Quem muito bem percebeu os meandros da política mundial sobre os combustíveis fósseis foi o engenheiro José Walter Bautista Vidal, ex-professor da Unicamp e criador do Pró-álcool nos laboratórios do ITA, em São José dos Campos. Vidal observou que somente pela abundância e pelos baixíssimos preços do petróleo é que as grandes potências do Hemisfério Norte puderam se industrializar e criar uma economia de escala e de pleno emprego, mesmo sob governos considerados conservadores, como os de Margareth Thatcher, no Reino Unido, e de Ronald Reagan, nos Estados Unidos.
Eis a questão que passa incólume pela nova crítica aos combustíveis renováveis. A Venezuela, em primeiro plano, é grande produtora de petróleo e país-membro da OPEP. Contudo, a política de Chavez não foi além de promover a alta de preços do barril para figurar busca ao “interesse nacional” de forma mais larga, que abarcasse todos os produtores petrolíferos. O controle fundamental que passa pela logística e pela tecnologia sobre novos produtos ainda continua centrado nos grandes consumidores, como os Estados Unidos e o Reino Unido.

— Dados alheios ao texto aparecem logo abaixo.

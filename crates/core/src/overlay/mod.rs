pub mod annotation_slot;
pub mod frame_annotator;
pub mod overlay_manager;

Na verdade o Brasil tenciona escapar dessa estrutura, cujo espaço para os países produtores tem sido bastante limitado. A escolha para isso foi a produção e a atual dianteira que o País adquiriu na área do álcool combustível e o investimento em novas pesquisas em biodiesel. Ainda que não seja a busca por “Canaã”, a participação brasileira em insumos renováveis é mais coerente do que intensificar gastos e pesquisas vultosos em exploração de petróleo.
A produção de álcool combustível não será razão de uma eventual crise de alimentos no Brasil. O próprio Bautista Vidal e Adriano Pires, da UFRJ, chegam igualmente a essa conclusão. O terreno agricultável para o etanol, que sempre foi utilizado para algum tipo de cultura, não passa de 2% do que o Brasil destina atualmente para plantações.

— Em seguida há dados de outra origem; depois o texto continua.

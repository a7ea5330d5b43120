use std::fs;
use std::io::Write;
use std::path::{Path, PathBuf};

use thiserror::Error;

#[derive(Error, Debug)]
pub enum ModelResolveError {
    #[error("failed to create model cache directory: {0}")]
    CacheDir(#[source] std::io::Error),
    #[error("download failed for {url}: {source}")]
    Download {
        url: String,
        #[source]
        source: reqwest::Error,
    },
    #[error("failed to write model to {}: {source}", path.display())]
    Write {
        path: PathBuf,
        #[source]
        source: std::io::Error,
    },
    #[error("could not determine model cache directory")]
    NoCacheDir,
}

/// Progress callback: `(bytes_downloaded, total_bytes)`.
/// `total_bytes` is 0 if the server didn't provide Content-Length.
pub type ProgressFn = Box<dyn Fn(u64, u64) + Send>;

/// Locates a recognition model by file name, downloading it if needed.
///
/// Resolution order: user cache directory, bundled directory, download.
pub fn resolve(
    name: &str,
    url: &str,
    bundled_dir: Option<&Path>,
    progress: Option<ProgressFn>,
) -> Result<PathBuf, ModelResolveError> {
    resolve_in(&model_cache_dir()?, name, url, bundled_dir, progress)
}

/// Same as [`resolve`] with an explicit cache directory.
pub fn resolve_in(
    cache_dir: &Path,
    name: &str,
    url: &str,
    bundled_dir: Option<&Path>,
    progress: Option<ProgressFn>,
) -> Result<PathBuf, ModelResolveError> {
    let cached_path = cache_dir.join(name);
    if cached_path.exists() {
        return Ok(cached_path);
    }

    if let Some(bundled_path) = bundled_dir.map(|dir| dir.join(name)) {
        if bundled_path.exists() {
            return Ok(bundled_path);
        }
    }

    log::info!("Downloading model {name} from {url}");
    fs::create_dir_all(cache_dir).map_err(ModelResolveError::CacheDir)?;
    download(url, &cached_path, progress)?;
    Ok(cached_path)
}

/// Platform-specific model cache directory (`<cache>/Facewatch/models`).
pub fn model_cache_dir() -> Result<PathBuf, ModelResolveError> {
    #[cfg(target_os = "macos")]
    let base = dirs::data_dir();
    #[cfg(not(target_os = "macos"))]
    let base = dirs::cache_dir();

    base.map(|d| d.join("Facewatch").join("models"))
        .ok_or(ModelResolveError::NoCacheDir)
}

fn download(url: &str, dest: &Path, progress: Option<ProgressFn>) -> Result<(), ModelResolveError> {
    let download_err = |source: reqwest::Error| ModelResolveError::Download {
        url: url.to_string(),
        source,
    };

    let response = reqwest::blocking::get(url)
        .and_then(|r| r.error_for_status())
        .map_err(download_err)?;
    let total = response.content_length().unwrap_or(0);
    let bytes = response.bytes().map_err(download_err)?;

    // Write next to the destination, then rename so a failed download never
    // leaves a truncated model behind.
    let temp_path = dest.with_extension("part");
    let mut file = fs::File::create(&temp_path).map_err(|e| write_error(&temp_path, e))?;

    let mut downloaded: u64 = 0;
    for chunk in bytes.chunks(1024 * 1024) {
        if let Err(e) = file.write_all(chunk) {
            drop(file);
            let _ = fs::remove_file(&temp_path);
            return Err(write_error(&temp_path, e));
        }
        downloaded += chunk.len() as u64;
        if let Some(ref cb) = progress {
            cb(downloaded, total);
        }
    }

    file.flush().map_err(|e| write_error(&temp_path, e))?;
    drop(file);

    fs::rename(&temp_path, dest).map_err(|e| write_error(dest, e))?;
    Ok(())
}

fn write_error(path: &Path, source: std::io::Error) -> ModelResolveError {
    ModelResolveError::Write {
        path: path.to_path_buf(),
        source,
    }
}

#[cfg(test)]
mod tests {
    use super::*;
    use tempfile::TempDir;

    const UNREACHABLE_URL: &str = "http://invalid.nonexistent.example.com/model.onnx";

    #[test]
    fn test_resolve_prefers_cached_file() {
        let tmp = TempDir::new().unwrap();
        let cached = tmp.path().join("model.onnx");
        fs::write(&cached, b"cached").unwrap();

        let bundled = TempDir::new().unwrap();
        fs::write(bundled.path().join("model.onnx"), b"bundled").unwrap();

        let path = resolve_in(
            tmp.path(),
            "model.onnx",
            UNREACHABLE_URL,
            Some(bundled.path()),
            None,
        )
        .unwrap();
        assert_eq!(path, cached);
    }

    #[test]
    fn test_resolve_falls_back_to_bundled_file() {
        let cache = TempDir::new().unwrap();
        let bundled = TempDir::new().unwrap();
        let bundled_path = bundled.path().join("model.onnx");
        fs::write(&bundled_path, b"bundled").unwrap();

        let path = resolve_in(
            cache.path(),
            "model.onnx",
            UNREACHABLE_URL,
            Some(bundled.path()),
            None,
        )
        .unwrap();
        assert_eq!(path, bundled_path);
    }

    #[test]
    fn test_resolve_download_failure_is_reported() {
        let cache = TempDir::new().unwrap();
        let result = resolve_in(cache.path(), "model.onnx", UNREACHABLE_URL, None, None);
        assert!(matches!(result, Err(ModelResolveError::Download { .. })));
        assert!(!cache.path().join("model.onnx").exists());
        assert!(!cache.path().join("model.part").exists());
    }

    #[test]
    fn test_model_cache_dir_is_namespaced() {
        let path = model_cache_dir().unwrap();
        assert!(path.ends_with("Facewatch/models"));
    }
}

E por mais que hoje possa parecer curioso nunca foi a intenção de Vidal trabalhar com o etanol sem considerar a maneira de como se distribui a terra no Brasil. Vale dizer, era necessário intensificar a produção de cana não contando apenas com grandes usineiros, mas sim com a participação de cooperativas de pequenos proprietários que venderiam o produto para o governo. No cálculo final o montante de álcool seria grande.
O problema da fome em si ocorre não por falta de comida – na verdade há muitas culturas que acabam sendo desperdiçadas. A questão da fome deve-se à falta de políticas mais abrangentes, mais apropriadas. Se houver empenho no pleno emprego e na distribuição de renda a fome deverá diminuir em grande parte da vida nacional.
O que devemos esperar do Estado brasileiro nesta nova seara de inserção internacional pela energia é que haja um plano de ação, um projeto estratégico para que o País aproveite tal fase sem comprometer seus esforços. É necessário plano que venha a considerar a parte social do novo Pró-álcool, com exigência em novos métodos de trabalho, respeito garantido ao trabalhador, meios de desenvolvimento social para a região produtora e, por fim, condições de abastecer o mercado internacional sem sofrer crises de infra-estrutura. Esta é a questão a que o Brasil não deve se furtar, pois a oportunidade é única.
(Por José Alexandre Altahyde Hage*,
Carbono Brasil, 17/01/2008)
* José Alexandre Altahyde Hage é doutor em Ciência Política, consultor do núcleo de negócios internacionais da Trevisan Consultoria e professor do curso de Relações Internacionais da Trevisan Escola de Negócios – SP.